400000it [00:09, 40998.96it/s]

Constructing matrix
CPU times: user 10 s, sys: 634 ms, total: 10.6 s
Wall time: 10.6 s





In [9]:
print(len(vocab))
print(glove_matrix.shape)

400000
(400000, 50)


In [10]:
n_obj = NearestNeighbors()

In [11]:
%%time
n_obj.fit(glove_matrix)
None

CPU times: user 3.29 s, sys: 60.1 ms, total: 3.35 s
Wall time: 3.42 s


In [12]:
word = "elegant"
word_index = vocab.index(word)

print("Nearest neighbors of '{}' based on {}-d glove embeddings:".format(word, dim))
dist, ind = n_obj.kneighbors(glove_matrix[[word_index], :])
ind = ind.flatten()
for i in range(len(ind)):
    if ind[i] != word_index:
        print(vocab[ind[i]])

Nearest neighbors of 'elegant' based on 50-d glove embeddings:
stylish
graceful
elegantly
decor


In [13]:
# Analogies demo

words = ["paris", "france", "beijing"]
indices = [vocab.index(w) for w in words]
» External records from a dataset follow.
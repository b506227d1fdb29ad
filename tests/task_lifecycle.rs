// tests/task_lifecycle.rs

use std::sync::Arc;

use dagrun::dag::{Embrace, TaskRun, TaskState};
use dagrun::errors::DagrunError;
use dagrun::{Completion, Task, TaskSpec, Work, define};

fn noop() -> Work<i32> {
    Work::new(|_ctx: &Arc<()>, _args: Vec<i32>, _done: Completion<i32>| Ok(()))
}

fn fetch_user(_ctx: &Arc<()>, _args: Vec<i32>, done: Completion<i32>) -> anyhow::Result<()> {
    done.ok(1);
    Ok(())
}

fn generic_fetch<X>(_ctx: &Arc<()>, _args: Vec<i32>, done: Completion<i32>) -> anyhow::Result<()> {
    done.ok(std::mem::size_of::<X>() as i32);
    Ok(())
}

fn closure_work<X>() -> Work<i32> {
    Work::new(|_ctx: &Arc<()>, _args: Vec<i32>, done: Completion<i32>| {
        done.ok(0);
        Ok(())
    })
}

type BoxedWorkFn = Box<dyn Fn(&Arc<()>, Vec<i32>, Completion<i32>) -> anyhow::Result<()> + Send + Sync>;

fn assert_name_required(work: Work<i32>) {
    match define(TaskSpec::new().work(work)) {
        Err(DagrunError::ValidationError(msg)) => assert!(msg.contains("name required")),
        other => panic!("Expected ValidationError, got: {:?}", other),
    }
}

fn two_deps() -> Task<i32> {
    TaskSpec::new()
        .named("t")
        .after(["a", "b"])
        .work(noop())
        .build()
        .unwrap()
}

#[test]
fn explicit_name_wins() {
    let task = define(TaskSpec::new().named("explicit").work(Work::new(fetch_user))).unwrap();
    assert_eq!(task.name(), "explicit");
}

#[test]
fn name_falls_back_to_fn_identifier() {
    let task: Task<i32> = define(TaskSpec::new().work(Work::new(fetch_user))).unwrap();
    assert_eq!(task.name(), "fetch_user");
    assert!(task.dependencies().is_empty());
}

#[test]
fn closure_without_name_is_rejected() {
    let result = define(TaskSpec::new().after(["x"]).work(noop()));
    match result {
        Err(DagrunError::ValidationError(msg)) => assert!(msg.contains("name required")),
        other => panic!("Expected ValidationError, got: {:?}", other),
    }
}

#[test]
fn boxed_work_has_no_identifier() {
    let boxed: BoxedWorkFn = Box::new(fetch_user);
    let boxed: Work<i32> = Work::new(boxed);
    assert_eq!(boxed.identifier(), None);
    let boxed_item: Work<i32> = Work::new(Box::new(fetch_user));
    assert_eq!(boxed_item.identifier(), None);

    let boxed_closure: BoxedWorkFn = Box::new(
        |_ctx: &Arc<()>, _args: Vec<i32>, _done: Completion<i32>| -> anyhow::Result<()> { Ok(()) },
    );
    assert_name_required(Work::new(boxed_closure));
}

#[test]
fn closure_inside_generic_fn_has_no_identifier() {
    let work = closure_work::<u8>();
    assert_eq!(work.identifier(), None);
    assert_name_required(work);
}

#[test]
fn generic_fn_instance_needs_explicit_name() {
    assert_name_required(Work::new(generic_fetch::<u8>));

    let task = define(TaskSpec::new().named("sized").work(Work::new(generic_fetch::<u8>))).unwrap();
    assert_eq!(task.name(), "sized");
}

#[test]
fn missing_work_is_rejected() {
    let spec: TaskSpec<i32> = TaskSpec::new().named("lonely");
    assert!(matches!(
        define(spec),
        Err(DagrunError::ValidationError(msg)) if msg.contains("lonely")
    ));
}

#[test]
fn fresh_run_starts_pending_with_all_requirements() {
    let run = TaskRun::new(&two_deps());
    assert_eq!(run.state(), TaskState::Pending);
    assert_eq!(run.requirements(), vec!["a", "b"]);
    assert!(!run.is_fulfilled());
}

#[test]
fn dependency_free_task_is_fulfilled_immediately() {
    let task: Task<i32> = define(TaskSpec::new().named("leaf").work(noop())).unwrap();
    let mut run = TaskRun::new(&task);
    assert_eq!(run.state(), TaskState::Fulfilled);
    assert_eq!(run.dispatch(), Some(Vec::new()));
    assert_eq!(run.state(), TaskState::Dispatched);
}

#[test]
fn embrace_fills_declared_positions() {
    let mut run = TaskRun::new(&two_deps());

    assert_eq!(run.embrace_dependency("b", 2).unwrap(), Embrace::Waiting);
    assert_eq!(run.requirements(), vec!["a"]);
    assert_eq!(run.dispatch(), None, "not dispatchable before fulfilment");

    assert_eq!(run.embrace_dependency("a", 1).unwrap(), Embrace::Fulfilled);
    assert_eq!(run.state(), TaskState::Fulfilled);
    assert_eq!(run.dispatch(), Some(vec![1, 2]));
    assert_eq!(run.dispatch(), None, "dispatch happens once");
}

#[test]
fn unrelated_producer_is_ignored() {
    let mut run = TaskRun::new(&two_deps());
    assert_eq!(run.embrace_dependency("zzz", 9).unwrap(), Embrace::Ignored);
    assert_eq!(run.requirements(), vec!["a", "b"]);
}

#[test]
fn embracing_twice_is_a_duplicate_completion() {
    let mut run = TaskRun::new(&two_deps());
    run.embrace_dependency("a", 1).unwrap();

    match run.embrace_dependency("a", 1) {
        Err(DagrunError::DuplicateCompletion(dep)) => assert_eq!(dep, "a"),
        other => panic!("Expected DuplicateCompletion, got: {:?}", other),
    }
}

#[test]
fn repeated_dependency_name_needs_one_embrace_per_entry() {
    let task: Task<i32> = define(TaskSpec::new().named("pair").after(["d", "d"]).work(noop())).unwrap();
    let mut run = TaskRun::new(&task);

    assert_eq!(run.embrace_dependency("d", 7).unwrap(), Embrace::Waiting);
    assert_eq!(run.embrace_dependency("d", 7).unwrap(), Embrace::Fulfilled);
    assert_eq!(run.dispatch(), Some(vec![7, 7]));
}

#[test]
fn reset_restores_fresh_state() {
    let mut run = TaskRun::new(&two_deps());
    run.embrace_dependency("a", 1).unwrap();
    run.embrace_dependency("b", 2).unwrap();
    assert!(run.is_fulfilled());

    run.reset();
    assert_eq!(run.state(), TaskState::Pending);
    assert_eq!(run.requirements(), vec!["a", "b"]);
}

#[test]
fn second_completion_is_rejected() {
    let task: Task<i32> = define(TaskSpec::new().named("leaf").work(noop())).unwrap();
    let mut run = TaskRun::new(&task);
    run.dispatch().unwrap();

    run.respond().unwrap();
    assert_eq!(run.state(), TaskState::Responded);
    assert!(matches!(run.respond(), Err(DagrunError::DuplicateCompletion(_))));
    assert!(matches!(run.error(), Err(DagrunError::DuplicateCompletion(_))));
}

#[test]
fn runs_of_one_template_are_independent() {
    let task = two_deps();
    let mut first = TaskRun::new(&task);
    let second = TaskRun::new(&task);

    first.embrace_dependency("a", 1).unwrap();
    assert_eq!(first.requirements(), vec!["b"]);
    assert_eq!(second.requirements(), vec!["a", "b"]);
    assert_eq!(task.dependencies(), &["a".to_string(), "b".to_string()]);
}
query_vector = glove_matrix[indices[2], :] + glove_matrix[indices[1], :] - glove_matrix[indices[0], :]
nn_dist, nn_index = map(np.asscalar, n_obj.kneighbors([query_vector], n_neighbors=1))
nn_word = vocab[nn_index]

words.append(nn_word)
indices.append(nn_index)

print("According to {}-d glove embeddings,".format(dim))
print("{} : {} :: {} : {}".format(*words))
print("Or, via indices,")
print("{} : {} :: {} : {}".format(*indices))
print("Distance from query vector to its nearest neighbor: {}".format(nn_dist))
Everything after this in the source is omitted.